Lettera dal monastero delle suore trappiste italiane a Azeir (confine settentrionale fra la Siria e il Libano). «Il cordoglio non basta, la nostra gente muore di fame»
Adesso veramente basta…
Basta parole a vuoto, ADESSO è il momento di togliere le sanzioni alla Siria..
Ci uniamo all’appello di P. Bahjat parroco di Aleppo, di tanti altri, ripetiamo le parole che spesso anche noi abbiamo pronunciato e scritto senza che nulla cambiasse: ORA SI DEVONO TOGLIERE LE SANZIONI ALLA SIRIA! ADESSO! SUBITO!
Le parole di conforto di tanti di voi che oggi sono vicini alla nostra gente, i gesti di aiuto con cui vi fate presenti, fanno bene al cuore. Riscaldano, nel freddo che domina in mezzo alle macerie. E la gente è grata del vostro aiuto. Grazie, grazie veramente.
Ma le parole di cordoglio di tante istituzioni fanno reagire: dove eravate in questi anni, voi che avreste potuto fare una grande differenza, quando giorno dopo giorno la nostra gente è arrivata letteralmente a morire di fame?
Certo, non solo le sanzioni hanno portato a questo.
Ma ANCHE le sanzioni, e pesantemente.
Certo, si muore sotto le macerie anche se si sta bene, anche se c’è il cibo in casa.
Ma se le condizioni generali della gente non fossero state così disperate, oggi ci sarebbero più mezzi per scavare nelle macerie, e salvare ancora qualcuno.
Ci sarebbero ospedali più attrezzati, farmacie fornite di tutto il fabbisogno. Più case capaci di accogliere i rifugiati, ci sarebbero anche qui più persone con lavoro e risorse per aiutare i propri fratelli.

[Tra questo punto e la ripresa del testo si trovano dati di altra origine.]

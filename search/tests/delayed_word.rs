//! End-to-end runs over concrete configurations: the delayed word appears
//! exactly at `lcm(A, B, C) + 1`.

use fws_search::bounds::{delayed_words, Bounds};
use fws_search::{
    Discovery, OutputFormat, Params, Pattern, RuleTable, Search, StopReason, Summary, WriterSink,
};

struct Expected {
    params: (u32, u32, u32, u32),
    patterns: usize,
    words: usize,
    deepest_word: u32,
}

const CASES: [Expected; 3] = [
    Expected {
        params: (10, 5, 6, 7),
        patterns: 439,
        words: 374,
        deepest_word: 211,
    },
    Expected {
        params: (9, 3, 4, 5),
        patterns: 175,
        words: 212,
        deepest_word: 61,
    },
    Expected {
        params: (12, 4, 5, 9),
        patterns: 398,
        words: 373,
        deepest_word: 181,
    },
];

#[test]
fn default_scenario() {
    let params = Params::new(10, 5, 6, 7).unwrap();
    let table = RuleTable::build(&params);
    let mut summary = Summary::new();
    let outcome = Search::new(&table).run(&mut summary);

    assert_eq!(
        outcome.state.pattern_depth(&Pattern::new([[0, 1], [1, 2]])),
        Some(1)
    );
    let min_period = params.a().min(params.b()).min(params.c());
    assert!(outcome.state.words().any(|(_, d)| d > min_period));
    let mut deepest = summary.deepest_words().to_vec();
    deepest.sort();
    let mut expected = delayed_words(&params).to_vec();
    expected.sort();
    assert_eq!(deepest, expected);
}

#[test]
fn delayed_word_depth_matches_lcm() {
    for case in &CASES {
        let (n, a, b, c) = case.params;
        let params = Params::new(n, a, b, c).unwrap();
        let table = RuleTable::build(&params);
        let outcome = Search::new(&table).run(());
        let bounds = Bounds::for_params(&params);

        assert_eq!(outcome.stop, StopReason::Exhausted, "{params}");
        assert_eq!(outcome.state.pattern_count(), case.patterns, "{params}");
        assert_eq!(outcome.state.word_count(), case.words, "{params}");
        assert_eq!(outcome.state.max_word_depth(), Some(case.deepest_word), "{params}");
        assert_eq!(u64::from(case.deepest_word), bounds.delayed_word_depth, "{params}");
        for word in delayed_words(&params) {
            assert_eq!(outcome.state.word_depth(&word), Some(case.deepest_word), "{params}");
        }
    }
}

#[test]
fn text_report_layout() {
    let table = RuleTable::build(&Params::DEFAULT);
    let mut sink = WriterSink::new(Vec::new(), OutputFormat::Text);
    Search::new(&table).run(&mut sink);
    let text = String::from_utf8(sink.finish().unwrap()).unwrap();
    let mut lines = text.lines();

    assert_eq!(lines.next(), Some("Start: 0,1/1,2"));
    assert_eq!(lines.next(), Some("Rule: 0 -> 0,0/0,0"));
    let discoveries: Vec<_> = lines.skip_while(|l| !l.starts_with("Depth ")).collect();
    assert_eq!(discoveries[0], "Depth 1: First occurrence of pattern 0,1/1,2");
    assert_eq!(discoveries.len(), 439 + 374);
    assert!(discoveries
        .iter()
        .any(|l| *l == "Depth 211: First occurrence of word 8 2 9"));
}

#[test]
fn summary_matches_state() {
    let table = RuleTable::build(&Params::DEFAULT);
    let mut events: Vec<Discovery> = Vec::new();
    let mut summary = Summary::new();
    let outcome = Search::new(&table).run((&mut events, &mut summary));

    assert_eq!(summary.pattern_total(), outcome.state.pattern_count());
    assert_eq!(summary.word_total(), outcome.state.word_count());
    assert_eq!(summary.max_pattern_depth(), outcome.state.max_pattern_depth());
    assert_eq!(summary.patterns_by_depth().next(), Some((1, 1)));
    assert_eq!(events.len(), summary.pattern_total() + summary.word_total());
}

Senza dimenticare che, sì, il terremoto è una tragedia immane, che colpisce i nostri cuori e la nostra mente. Ma anche nelle zone non troppo colpite c’è tanta gente che ha bisogno, che muore di fame, oggi come ieri, perché la fame, l’incapacità di far fronte alle malattie per il costo dei medicinali, e tutto il resto esisteva anche prima di questo 6 febbraio…
Ci voleva tutto questo per far aprire gli occhi sulla tragedia siriana, di cui nessuno parlava più da tempo?
C’era già un terremoto, più silenzioso ma non meno devastante, che da anni scuoteva la vita e il futuro di questa gente.
I morti sono morti, li affidiamo a Dio e alla sua Misericordia, che illumina anche ciò che noi non comprendiamo. Ma i vivi hanno bisogno di una speranza tangibile e concreta che la vita si possa ricostruire. La cosa che più colpisce in questo momento è lo sgomento che invade le persone, lo smarrimento davanti a tutto questo. Gli amici di Aleppo, di Lattakie, da cui abbiamo notizie per telefono, hanno tutti una nota pesante nella voce: hanno macerie non solo davanti agli occhi, ma nel cuore. Anche queste hanno bisogno di essere rimosse, sollevate in qualche modo.
Per favore, alzate la voce perché si tolgano subito le sanzioni.
Dire che questa “è una scelta politica di appoggio al governo” è una cosa ipocrita e senza alcun discernimento.
Che almeno la tragedia e la sofferenza di tanti morti che ancora sono sotto le macerie serva ad aiutare i vivi.
E poi, sì, c’è la preghiera e la fede.
Pregate per il nostro popolo, pregate con la nostra gente.
Non potremmo dirlo noi, che a parte la paura grande siamo state risparmiate da questo terremoto; ma un amico di Aleppo, venuto a stare da noi perché la sua casa è inagibile, ci diceva ieri: “che almeno tutto questo serva a riavvicinare la gente a Dio! Se la fede è debole, le persone si allontaneranno ancora di più dal vero bene. Ma se almeno tutto questo servisse a riportarci a Dio!”.
Torniamo a Dio, e forse si illuminerà un po’ anche la nostra ragione, e il nostro agire.
E grazie a tutti coloro, e sono tanti, che in questo momento pregano e operano con il cuore in mano.